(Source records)

//! Highlight layer
//!
//! Outlines selected meshes with a colored glow. Each highlighted mesh is
//! drawn flat in its highlight color, blurred once, then blended over the
//! scene. The scene renderer marks highlighted meshes in the stencil buffer
//! with [`HIGHLIGHT_STENCIL_REF`]; the merge tests against it to restrict the
//! glow to the inside of the meshes, their outside, or both.

use std::collections::{BTreeMap, BTreeSet};

use super::{EffectLayer, EffectLayerCore, EffectMesh, LayerStats, OwnedTexture};
use crate::camera::{Camera, MeshId};
use crate::compositor::FrameContext;
use crate::config::HighlightLayerConfig;
use crate::context::GraphicsContext;
use crate::error::Result;
use crate::pass::builtin::{self, program, BlurParams};
use crate::pass::{PassChain, PassOptions, PostProcess};
use crate::quad::SharedQuad;
use crate::resource::{Color, CompareFunction, StencilState, TextureHandle};
use crate::target_pool::RenderTargetPool;

/// Stencil value the scene writes under highlighted meshes
pub const HIGHLIGHT_STENCIL_REF: u8 = 0x02;

/// Blur kernel at a blur size of 1, in blur texture texels
const BASE_KERNEL: f32 = 8.0;

pub struct HighlightLayer {
    core: EffectLayerCore,
    config: HighlightLayerConfig,
    /// Highlighted meshes and their glow-emissive-only flag
    highlighted: BTreeMap<MeshId, bool>,
    excluded: BTreeSet<MeshId>,
    blur: PassChain,
    blurred: OwnedTexture,
    merge: PostProcess,
}

impl HighlightLayer {
    pub fn new(name: impl Into<String>, config: HighlightLayerConfig, quad: SharedQuad) -> Self {
        let mut core = EffectLayerCore::new(name, quad);
        core.set_intensity(config.intensity);
        core.set_rendering_group(config.rendering_group);
        core.set_main_texture_ratio(config.main_texture_ratio);
        core.set_neutral_color(config.neutral_color);
        core.set_alpha_mode(config.alpha_mode);
        core.set_texture_format(config.texture_format);

        let name = core.name().to_string();
        let options = PassOptions {
            ratio: config.blur_texture_size_ratio,
            format: Some(config.texture_format),
            ..Default::default()
        };
        let mut blur = PassChain::new(format!("{}.blur", name));
        blur.add(builtin::blur(
            format!("{}.blur.h", name),
            BlurParams::horizontal(BASE_KERNEL * config.blur_horizontal_size),
            options.clone(),
        ));
        blur.add(builtin::blur(
            format!("{}.blur.v", name),
            BlurParams::vertical(BASE_KERNEL * config.blur_vertical_size),
            options,
        ));

        Self {
            merge: merge_effect(&name),
            core,
            config,
            highlighted: BTreeMap::new(),
            excluded: BTreeSet::new(),
            blur,
            blurred: OwnedTexture::default(),
        }
    }

    pub fn config(&self) -> &HighlightLayerConfig {
        &self.config
    }

    /// Highlight a mesh. With `glow_emissive_only` the glow follows the
    /// mesh's emissive texture instead of its flat silhouette.
    pub fn add_mesh(&mut self, mesh: EffectMesh, color: Color, glow_emissive_only: bool) {
        self.core.add_mesh(mesh.with_color(color));
        self.highlighted.insert(mesh.id, glow_emissive_only);
    }

    pub fn remove_mesh(&mut self, mesh: MeshId) -> Option<EffectMesh> {
        self.highlighted.remove(&mesh);
        self.core.remove_mesh(mesh)
    }

    pub fn add_excluded_mesh(&mut self, mesh: MeshId) {
        self.excluded.insert(mesh);
    }

    pub fn remove_excluded_mesh(&mut self, mesh: MeshId) {
        self.excluded.remove(&mesh);
    }

    pub fn inner_glow(&self) -> bool {
        self.config.inner_glow
    }

    pub fn set_inner_glow(&mut self, enabled: bool) {
        self.config.inner_glow = enabled;
    }

    pub fn outer_glow(&self) -> bool {
        self.config.outer_glow
    }

    pub fn set_outer_glow(&mut self, enabled: bool) {
        self.config.outer_glow = enabled;
    }

    pub fn set_blur_horizontal_size(&mut self, size: f32) {
        self.config.blur_horizontal_size = size;
        self.blur.passes_mut()[0].set_params(BlurParams::horizontal(BASE_KERNEL * size));
    }

    pub fn set_blur_vertical_size(&mut self, size: f32) {
        self.config.blur_vertical_size = size;
        self.blur.passes_mut()[1].set_params(BlurParams::vertical(BASE_KERNEL * size));
    }

    pub fn blurred_texture(&self) -> Option<TextureHandle> {
        self.blurred.handle()
    }

    /// Stencil test restricting the merge
    pub fn merge_stencil(&self) -> StencilState {
        match (self.config.inner_glow, self.config.outer_glow) {
            (true, false) => StencilState::test(CompareFunction::Equal, HIGHLIGHT_STENCIL_REF),
            (false, true) => StencilState::test(CompareFunction::NotEqual, HIGHLIGHT_STENCIL_REF),
            _ => StencilState::disabled(),
        }
    }
}

fn merge_effect(name: &str) -> PostProcess {
    let mut merge = PostProcess::new(format!("{}.merge", name), program::HIGHLIGHT_MERGE);
    merge.options_mut().auto_clear = false;
    merge
}

impl EffectLayer for HighlightLayer {
    fn core(&self) -> &EffectLayerCore {
        &self.core
    }

    fn core_mut(&mut self) -> &mut EffectLayerCore {
        &mut self.core
    }

    fn is_ready(&mut self, gpu: &mut dyn GraphicsContext) -> bool {
        let mut ready = self.core.is_extract_ready(gpu);
        for pass in self.blur.passes_mut() {
            ready &= pass.is_ready(gpu);
        }
        ready &= self.merge.is_ready(gpu);
        ready
    }

    fn need_stencil(&self) -> bool {
        true
    }

    fn contributes(&self, mesh: &EffectMesh) -> bool {
        self.core.in_rendering_group(mesh)
            && self.highlighted.contains_key(&mesh.id)
            && !self.excluded.contains(&mesh.id)
    }

    fn should_render(&self) -> bool {
        (self.config.inner_glow || self.config.outer_glow)
            && self.core.is_enabled()
            && self.core.meshes().iter().any(|m| self.contributes(m))
    }

    fn create_merge_effect(&self) -> PostProcess {
        merge_effect(self.core.name())
    }

    fn set_emissive_texture_and_color(&self, mesh: &EffectMesh, extract: &mut PostProcess) -> bool {
        let Some(&emissive_only) = self.highlighted.get(&mesh.id) else {
            return false;
        };
        if self.excluded.contains(&mesh.id) {
            return false;
        }
        extract.set_uniform("emissiveColor", mesh.color);
        extract.set_uniform("glowIntensity", 1.0f32);
        extract.set_uniform("colorOnly", if emissive_only { 0.0f32 } else { 1.0 });
        true
    }

    fn internal_render(
        &mut self,
        fc: &mut FrameContext<'_>,
        camera: &Camera,
        main_texture: TextureHandle,
        scene_target: TextureHandle,
    ) -> LayerStats {
        let mut stats = LayerStats::default();

        let size = self.blur.passes()[1].compute_size(camera);
        let Some(blurred) = self.core.ensure_texture(fc, &mut self.blurred, "blur", size) else {
            return stats;
        };
        stats.draw_calls += self.core.blur(fc, camera, &mut self.blur, main_texture, blurred);

        let stencil = self.merge_stencil();
        self.merge.set_stencil(stencil);
        if self
            .core
            .compose(fc, camera, &mut self.merge, blurred, scene_target)
        {
            stats.draw_calls += 1;
            stats.composed = true;
        }
        stats
    }

    fn rebuild(&mut self, _gpu: &mut dyn GraphicsContext) -> Result<()> {
        self.core.invalidate();
        self.blurred.invalidate();
        self.blur.invalidate();
        self.merge = self.create_merge_effect();
        Ok(())
    }

    fn release_targets(&mut self, pool: &mut RenderTargetPool) {
        self.blur.release_targets(pool);
        self.merge.release_output(pool);
    }

    fn dispose(&mut self, gpu: &mut dyn GraphicsContext, pool: &mut RenderTargetPool) {
        self.core.dispose(gpu, pool);
        self.blurred.release(gpu);
        self.blur.dispose(gpu, pool);
        self.merge.dispose(gpu, pool);
        log::info!("Highlight layer '{}' disposed", self.core.name());
    }
}

impl std::fmt::Debug for HighlightLayer {
    fn fmt(&self, f: &mut std::fmt::Formatter<'_>) -> std::fmt::Result {
        f.debug_struct("HighlightLayer")
            .field("core", &self.core)
            .field("highlighted", &self.highlighted.len())
            .field("inner_glow", &self.config.inner_glow)
            .field("outer_glow", &self.config.outer_glow)
            .finish()
    }
}

#[cfg(test)]
mod tests {
    use super::*;
    use crate::diagnostics::Diagnostics;
    use crate::headless::HeadlessContext;
    use crate::quad::{shared_quad, ScreenQuad};
    use crate::resource::AlphaMode;

    const RED: Color = Color::rgb(1.0, 0.0, 0.0);

    struct Scene {
        gpu: HeadlessContext,
        pool: RenderTargetPool,
        quad: SharedQuad,
        diagnostics: Diagnostics,
        camera: Camera,
        target: TextureHandle,
        mesh: EffectMesh,
    }

    /// 16x16 black scene with a mesh covering [4, 12) on both axes, marked
    /// in the scene's stencil
    fn scene() -> Scene {
        let mut gpu = HeadlessContext::new(16, 16);
        let quad = shared_quad();
        *quad.write() = Some(ScreenQuad::create(&mut gpu).unwrap());

        let emissive = gpu.create_filled_texture(16, 16, [0.0; 4]);
        gpu.fill_rect(emissive, (4, 4), (12, 12), [1.0; 4]);
        let target = gpu.create_filled_texture(16, 16, [0.0, 0.0, 0.0, 1.0]);
        gpu.fill_stencil(Some(target), (4, 4), (12, 12), HIGHLIGHT_STENCIL_REF);

        Scene {
            gpu,
            pool: RenderTargetPool::new(),
            quad,
            diagnostics: Diagnostics::new(),
            camera: Camera::new("main", 16, 16),
            target,
            mesh: EffectMesh::new(MeshId::new(), Some(emissive)),
        }
    }

    fn render(s: &mut Scene, layer: &mut HighlightLayer) -> LayerStats {
        let mut fc = FrameContext::new(&mut s.gpu, &mut s.pool, &s.quad, &mut s.diagnostics, 1);
        layer.render(&mut fc, &s.camera, s.target)
    }

    #[test]
    fn test_stencil_follows_glow_toggles() {
        let mut layer = HighlightLayer::new("hl", HighlightLayerConfig::default(), shared_quad());
        assert!(!layer.merge_stencil().enabled);

        layer.set_outer_glow(false);
        assert_eq!(layer.merge_stencil().func, CompareFunction::Equal);

        layer.set_outer_glow(true);
        layer.set_inner_glow(false);
        assert_eq!(layer.merge_stencil().func, CompareFunction::NotEqual);
        assert_eq!(layer.merge_stencil().reference, HIGHLIGHT_STENCIL_REF);
    }

    #[test]
    fn test_should_render() {
        let mut layer = HighlightLayer::new("hl", HighlightLayerConfig::default(), shared_quad());
        assert!(!layer.should_render());
        assert!(layer.need_stencil());

        let mesh = EffectMesh::new(MeshId::new(), None);
        layer.add_mesh(mesh, RED, false);
        assert!(layer.should_render());

        layer.set_inner_glow(false);
        layer.set_outer_glow(false);
        assert!(!layer.should_render());

        layer.set_outer_glow(true);
        layer.add_excluded_mesh(mesh.id);
        assert!(!layer.should_render());
    }

    #[test]
    fn test_color_only_flag() {
        let mut layer = HighlightLayer::new("hl", HighlightLayerConfig::default(), shared_quad());
        let flat = EffectMesh::new(MeshId::new(), None);
        let textured = EffectMesh::new(MeshId::new(), None);
        layer.add_mesh(flat, RED, false);
        layer.add_mesh(textured, RED, true);

        let mut extract = PostProcess::new("extract", program::EMISSIVE_EXTRACT);
        let flat = *layer.core().mesh(flat.id).unwrap();
        assert!(layer.set_emissive_texture_and_color(&flat, &mut extract));
        assert_eq!(extract.uniforms().get("colorOnly").map(|v| v.as_f32()), Some(1.0));

        let textured = *layer.core().mesh(textured.id).unwrap();
        assert!(layer.set_emissive_texture_and_color(&textured, &mut extract));
        assert_eq!(extract.uniforms().get("colorOnly").map(|v| v.as_f32()), Some(0.0));
    }

    #[test]
    fn test_outer_glow_leaves_mesh_untouched() {
        let mut s = scene();
        let mut layer = HighlightLayer::new("hl", HighlightLayerConfig::default(), s.quad.clone());
        layer.set_inner_glow(false);
        layer.add_mesh(s.mesh, RED, false);

        let stats = render(&mut s, &mut layer);

        // extract + horizontal + vertical + merge
        assert_eq!(stats.draw_calls, 4);
        let merge = s.gpu.draws().last().unwrap();
        assert_eq!(merge.alpha_mode, AlphaMode::Combine);
        assert_eq!(merge.stencil.func, CompareFunction::NotEqual);

        assert_eq!(s.gpu.read_pixel(s.target, 8, 8).unwrap()[0], 0.0);
        assert!(s.gpu.read_pixel(s.target, 3, 8).unwrap()[0] > 0.0);
    }

    #[test]
    fn test_inner_glow_stays_inside() {
        let mut s = scene();
        let mut layer = HighlightLayer::new("hl", HighlightLayerConfig::default(), s.quad.clone());
        layer.set_outer_glow(false);
        layer.add_mesh(s.mesh, RED, false);

        render(&mut s, &mut layer);

        let inside = s.gpu.read_pixel(s.target, 8, 8).unwrap();
        assert!(inside[0] > 0.0);
        assert_eq!(inside[1], 0.0);
        assert_eq!(s.gpu.read_pixel(s.target, 1, 8).unwrap()[0], 0.0);
    }
}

**WORK INSTRUCTIONS**
Quote the records from their first line to the line with "the stencil buffer", inclusive, without adding or dropping anything.

**ANSWER TO THIS PROBLEM**
//! Highlight layer
//!
//! Outlines selected meshes with a colored glow. Each highlighted mesh is
//! drawn flat in its highlight color, blurred once, then blended over the
//! scene. The scene renderer marks highlighted meshes in the stencil buffer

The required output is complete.